ABOUT THIS EXERCISE:
Among the entries below, find the lines with "clip" and copy them.
= = =
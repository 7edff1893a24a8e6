// Copyright (c) 2025 Dimitris Kafetzis
//
// Licensed under the MIT License.
// See LICENSE file in the project root for full license information.
//
// SPDX-License-Identifier: MIT

//! Append-only record of a generation run: seed first, then predictions.

use crate::{GenerationResult, PoseError, PoseVector};

/// Seed poses followed by every prediction, in order.
///
/// Only predictions can be appended; the seed prefix is fixed at
/// construction. [`Self::finish`] freezes the sequence into a
/// [`GenerationResult`].
#[derive(Debug, Clone)]
pub struct GeneratedSequence {
    poses: Vec<PoseVector>,
    seed_len: usize,
    dim: usize,
}

impl GeneratedSequence {
    /// Starts a sequence from the seed window, reserving room for `expected`
    /// predictions.
    pub fn from_seed(seed: &[PoseVector], expected: usize) -> Result<Self, PoseError> {
        let dim = seed.first().map(PoseVector::len).unwrap_or(0);
        if let Some(bad) = seed.iter().find(|p| p.len() != dim) {
            return Err(PoseError::DimensionMismatch {
                expected: dim,
                actual: bad.len(),
            });
        }
        let mut poses = Vec::with_capacity(seed.len() + expected);
        poses.extend_from_slice(seed);
        Ok(Self {
            poses,
            seed_len: seed.len(),
            dim,
        })
    }

    /// Appends one prediction.
    pub fn push_prediction(&mut self, pose: PoseVector) -> Result<(), PoseError> {
        if pose.len() != self.dim {
            return Err(PoseError::DimensionMismatch {
                expected: self.dim,
                actual: pose.len(),
            });
        }
        self.poses.push(pose);
        Ok(())
    }

    pub fn len(&self) -> usize {
        self.poses.len()
    }

    pub fn is_empty(&self) -> bool {
        self.poses.is_empty()
    }

    pub fn seed_len(&self) -> usize {
        self.seed_len
    }

    pub fn generated_len(&self) -> usize {
        self.poses.len() - self.seed_len
    }

    pub fn pose_dim(&self) -> usize {
        self.dim
    }

    /// The most recent pose (last prediction, or last seed pose).
    pub fn last(&self) -> Option<&PoseVector> {
        self.poses.last()
    }

    pub fn poses(&self) -> &[PoseVector] {
        &self.poses
    }

    /// Freezes the sequence into its result document.
    pub fn finish(self, video_path: Option<String>) -> GenerationResult {
        GenerationResult::from_parts(video_path, self.seed_len, self.dim, self.poses)
    }
}

#[cfg(test)]
mod tests {
    use super::*;

    #[test]
    fn test_lengths_track_predictions() {
        let seed = vec![PoseVector::zeros(6); 4];
        let mut seq = GeneratedSequence::from_seed(&seed, 3).unwrap();
        assert_eq!((seq.len(), seq.seed_len(), seq.generated_len()), (4, 4, 0));
        for i in 0..3 {
            seq.push_prediction(PoseVector::new(vec![i as f32; 6])).unwrap();
        }
        assert_eq!((seq.len(), seq.generated_len()), (7, 3));
        assert_eq!(seq.last().unwrap().as_slice()[0], 2.0);
    }

    #[test]
    fn test_rejects_wrong_dimension() {
        let mut seq = GeneratedSequence::from_seed(&[PoseVector::zeros(6)], 1).unwrap();
        assert!(seq.push_prediction(PoseVector::zeros(5)).is_err());
        assert_eq!(seq.len(), 1);
    }

    #[test]
    fn test_finish_carries_metadata() {
        let seed = vec![PoseVector::zeros(99); 2];
        let mut seq = GeneratedSequence::from_seed(&seed, 1).unwrap();
        seq.push_prediction(PoseVector::zeros(99)).unwrap();
        let result = seq.finish(Some("clip.mp4".into()));
        assert_eq!(result.seed_frames(), 2);
        assert_eq!(result.generated_frames(), 1);
        assert_eq!(result.total_frames(), 3);
        assert_eq!(result.pose_dimension(), 99);
        assert_eq!(result.video_path(), Some("clip.mp4"));
    }
}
= = =
ANSWER BOX:
        let result = seq.finish(Some("clip.mp4".into()));
        assert_eq!(result.video_path(), Some("clip.mp4"));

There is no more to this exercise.